M. de Maran vit ma mère; elle était si belle, d'un naturel si charmant, d'un esprit si enchanteur, qu'il en devint passionnément épris, épris à ce point, qu'il annonça en même temps à sa sœur et son amour et sa résolution de se marier.

Fille d'un émigré, le baron d'Arbois, ancien lieutenant général des armées du roi, ma mère était pauvre et merveilleusement belle.

Avare et difforme, mademoiselle de Maran méprisait la pauvreté et abhorrait la beauté. Elle mit tout en œuvre, prières, menaces, larmes, railleries, perfidies, pour détourner mon père de sa détermination. Il fut inflexible; il épousa ma mère.

On comprend la rage, la haine de ma tante contre elle. Pour la première fois de sa vie, mon père secouait le joug de son impérieuse sœur. En femme habile, celle-ci dissimula ses ressentiments. Devant mon père, elle fut d'abord froidement polie pour sa belle sœur; peu à peu elle sembla s'humaniser, fit quelques concessions apparentes; mais comme elle n'avait pas cessé d'habiter avec M. de Maran, elle reprit bientôt son premier empire.

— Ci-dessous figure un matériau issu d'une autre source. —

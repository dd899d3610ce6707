//! Wire types of the filtering server's HTTP API.
//!
//! Field names follow the server exactly, including the spaces in
//! `"pending bytes"` and `"processed reads"`.

use crate::error::UploadError;
use crate::fastq::{ReadFile, ReadRecord};
use serde::{Deserialize, Serialize};
use std::collections::HashSet;
use std::fmt;
use std::time::Duration;
use uuid::Uuid;

/// Server-issued identifier of an upload context.
#[derive(Debug, Clone, Copy, PartialEq, Eq, Hash, Serialize, Deserialize)]
#[serde(transparent)]
pub struct ContextId(Uuid);

impl ContextId {
    pub fn new(id: Uuid) -> Self {
        Self(id)
    }

    /// Parse the id from the server's response.
    pub fn parse(raw: &str) -> Result<Self, UploadError> {
        Uuid::parse_str(raw).map(Self).map_err(|e| {
            UploadError::ProtocolError(format!(
                "The server sent a malformed context id {:?}: {}",
                raw, e
            ))
        })
    }
}

impl fmt::Display for ContextId {
    fn fmt(&self, f: &mut fmt::Formatter<'_>) -> fmt::Result {
        self.0.fmt(f)
    }
}

/// The unit sent per request: reads aligned across all files of the upload.
///
/// Serialized as `[[[h, s, +, q], ...per file], ...per read]`.
#[derive(Debug, Default, Serialize)]
#[serde(transparent)]
pub struct Batch<'a> {
    reads: Vec<Vec<ReadRecord<'a>>>,
}

impl<'a> Batch<'a> {
    pub fn with_capacity(capacity: usize) -> Self {
        Self {
            reads: Vec::with_capacity(capacity),
        }
    }

    /// Append record `index` of every file, returning `false` if any file
    /// has no such record.
    pub fn push_aligned(&mut self, files: &'a [ReadFile], index: usize) -> bool {
        let tuple: Option<Vec<_>> = files.iter().map(|f| f.record(index)).collect();
        match tuple {
            Some(tuple) => {
                self.reads.push(tuple);
                true
            }
            None => false,
        }
    }

    /// Number of reads (or read pairs) in the batch.
    pub fn len(&self) -> usize {
        self.reads.len()
    }

    pub fn is_empty(&self) -> bool {
        self.reads.is_empty()
    }

    pub fn clear(&mut self) {
        self.reads.clear();
    }

    /// Header of the first file's read at `position` within the batch.
    pub fn first_header(&self, position: usize) -> Option<&'a str> {
        self.reads.get(position)?.first().map(|r| r.header)
    }
}

/// Body of `POST /context/create`.
#[derive(Debug, Serialize)]
pub struct CreateContextRequest<'a> {
    pub filenames: &'a [String],
}

#[derive(Debug, Deserialize)]
pub struct CreateContextResponse {
    pub context: String,
}

/// Body of `POST /context/{id}/close`.
#[derive(Debug, Serialize)]
pub struct CloseContextRequest {
    pub context: ContextId,
}

/// Buffer state the server reports with read submissions and declined closes.
#[derive(Debug, Clone, Copy, Default, PartialEq, Eq, Deserialize)]
pub struct BufferStatus {
    #[serde(rename = "pending bytes", default)]
    pub pending_bytes: Option<u64>,
    #[serde(rename = "processed reads", default)]
    pub processed_reads: Option<u64>,
}

/// Body of a `503` answer to a close request.
///
/// Depending on the server version the wait may be carried in the body
/// instead of a `Retry-After` header.
#[derive(Debug, Default, Deserialize)]
pub struct BusyResponse {
    #[serde(flatten)]
    pub status: BufferStatus,
    #[serde(rename = "Retry-After", default)]
    pub retry_after: Option<f64>,
    #[serde(default)]
    pub message: Option<String>,
}

/// Body of a successful close.
#[derive(Debug, Deserialize)]
pub struct CloseContextResponse {
    pub saved: Vec<String>,
    pub total: u64,
}

/// Error bodies carry a human readable `message`.
#[derive(Debug, Deserialize)]
pub struct ErrorResponse {
    pub message: String,
}

/// Body of `GET /server-status`.
#[derive(Debug, Clone, PartialEq, Deserialize)]
pub struct ServerStatus {
    #[serde(rename = "maximum pending bytes")]
    pub maximum_pending_bytes: u64,
    #[serde(default)]
    pub commit: Option<String>,
    #[serde(default)]
    pub date: Option<String>,
    #[serde(default)]
    pub uptime: Option<f64>,
}

/// The server's final decision on an upload.
#[derive(Debug, Clone, Default, PartialEq, Eq)]
pub struct ServerVerdict {
    /// First-file headers of the reads the server kept.
    pub saved: HashSet<String>,
    /// Reads the server processed in total.
    pub total: u64,
}

impl ServerVerdict {
    pub fn kept(&self) -> usize {
        self.saved.len()
    }

    pub fn contains(&self, header: &str) -> bool {
        self.saved.contains(header)
    }
}

impl From<CloseContextResponse> for ServerVerdict {
    fn from(response: CloseContextResponse) -> Self {
        Self {
            saved: response.saved.into_iter().collect(),
            total: response.total,
        }
    }
}

/// Result of submitting one batch.
#[derive(Debug, Clone, PartialEq)]
pub enum SubmitOutcome {
    /// `200`: the batch was queued for filtering.
    Accepted(BufferStatus),
    /// `422`: the server buffer is full; resend the same batch after the wait.
    Backpressure {
        status: BufferStatus,
        retry_after: Duration,
    },
}

/// Result of a close request.
#[derive(Debug, Clone, PartialEq)]
pub enum CloseOutcome {
    /// `200`: the context is closed.
    Closed(ServerVerdict),
    /// `503`: reads are still pending; ask again after the wait.
    Busy {
        status: BufferStatus,
        retry_after: Duration,
    },
}

/// Convert a server-provided wait in (possibly fractional) seconds.
pub fn retry_after_from_secs(seconds: f64) -> Result<Duration, UploadError> {
    Duration::try_from_secs_f64(seconds).map_err(|_| {
        UploadError::ProtocolError(format!("Invalid Retry-After value: {}", seconds))
    })
}

/// Parse a `Retry-After` header value given in seconds.
pub fn parse_retry_after(value: &str) -> Result<Duration, UploadError> {
    let seconds: f64 = value.trim().parse().map_err(|_| {
        UploadError::ProtocolError(format!("Invalid Retry-After value: {:?}", value))
    })?;
    retry_after_from_secs(seconds)
}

L'âge, l'esprit sarcastique et hautain de mademoiselle de Maran, imposaient beaucoup à ma mère, femme d'une bonté d'ange et d'une douceur que sa timidité pouvait seule égaler.

Mon père la traitait en enfant gâtée, et réservait toutes les questions sérieuses pour mademoiselle de Maran.

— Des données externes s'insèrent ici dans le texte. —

//! Bounded retry with server-directed backpressure.
//!
//! Two kinds of trouble are told apart. A `422` means the server is healthy
//! but its buffer is full: the controller waits as long as instructed and
//! retries, as often as it takes. Anything else counts against a fixed
//! attempt budget and is retried immediately.

use crate::client::FilterService;
use crate::error::UploadError;
use crate::progress::EventSender;
use crate::protocol::{Batch, ContextId, SubmitOutcome};
use std::time::Duration;
use tokio_util::sync::CancellationToken;
use tracing::{debug, warn};

/// How a delivered batch got through.
#[derive(Debug, Clone, Copy, Default, PartialEq, Eq)]
pub struct BatchReceipt {
    /// Backpressure waits before the batch was accepted.
    pub backpressure_waits: u32,
    /// Failed attempts before the batch was accepted.
    pub failed_attempts: u32,
}

/// Sleep for a server-instructed duration unless the upload is cancelled.
pub async fn wait_instructed(
    duration: Duration,
    cancel: &CancellationToken,
) -> Result<(), UploadError> {
    tokio::select! {
        _ = cancel.cancelled() => Err(UploadError::Cancelled),
        _ = tokio::time::sleep(duration) => Ok(()),
    }
}

/// Drives single batch submissions for one worker.
pub struct RetryController<'a> {
    service: &'a dyn FilterService,
    context: &'a ContextId,
    events: &'a EventSender,
    cancel: &'a CancellationToken,
    max_attempts: u32,
    worker_id: usize,
}

impl<'a> RetryController<'a> {
    pub fn new(
        service: &'a dyn FilterService,
        context: &'a ContextId,
        events: &'a EventSender,
        cancel: &'a CancellationToken,
        max_attempts: u32,
        worker_id: usize,
    ) -> Self {
        Self {
            service,
            context,
            events,
            cancel,
            max_attempts: max_attempts.max(1),
            worker_id,
        }
    }

    /// Deliver `batch`, retrying until it is accepted or the budget is spent.
    pub async fn send(&self, batch: &Batch<'_>) -> Result<BatchReceipt, UploadError> {
        let mut receipt = BatchReceipt::default();

        loop {
            if self.cancel.is_cancelled() {
                return Err(UploadError::Cancelled);
            }

            match self.service.submit_reads(self.context, batch).await {
                Ok(SubmitOutcome::Accepted(status)) => {
                    self.events.buffer_status(&status);
                    return Ok(receipt);
                }
                Ok(SubmitOutcome::Backpressure { status, retry_after }) => {
                    self.events.buffer_status(&status);
                    receipt.backpressure_waits += 1;
                    debug!(
                        worker_id = self.worker_id,
                        retry_after = retry_after.as_secs_f64(),
                        pending_bytes = ?status.pending_bytes,
                        "Server buffer full, waiting before resending batch"
                    );
                    wait_instructed(retry_after, self.cancel).await?;
                }
                Err(UploadError::Cancelled) => return Err(UploadError::Cancelled),
                Err(e) => {
                    receipt.failed_attempts += 1;
                    warn!(
                        worker_id = self.worker_id,
                        attempt = receipt.failed_attempts,
                        max_attempts = self.max_attempts,
                        error = %e,
                        "Batch submission failed"
                    );
                    if receipt.failed_attempts >= self.max_attempts {
                        return Err(UploadError::TransferExhausted {
                            worker_id: self.worker_id,
                            attempts: receipt.failed_attempts,
                            last_error: e.to_string(),
                        });
                    }
                }
            }
        }
    }
}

Celle-ci ne se contraignit plus; elle fit bientôt expier à ma mère par des chagrins de chaque jour la fatale union qu'elle avait contractée.

Mon père, le meilleur des hommes, était malheureusement d'un caractère faible, quoique rempli de droiture, de générosité. Il aimait sa femme, sans doute, mais il ressentait pour sa sœur autant d'attachement que de vénération, et il la considérait comme le guide le plus sûr, le plus précieux qu'il pût avoir.

Après la première année du mariage de mon père, l'influence de mademoiselle de Maran, un moment balancée, redevint plus absolue que jamais. Ma mère commença de s'apercevoir avec douleur qu'elle n'avait jamais eu la confiance de mon père.

Rien ne se faisait sans l'initiative ou sans l'approbation de ma tante. Deux ou trois fois, ma mère essaya d'être maîtresse chez elle, et se plaignit à son mari des empiétements de mademoiselle de Maran; il s'ensuivit des scènes cruelles.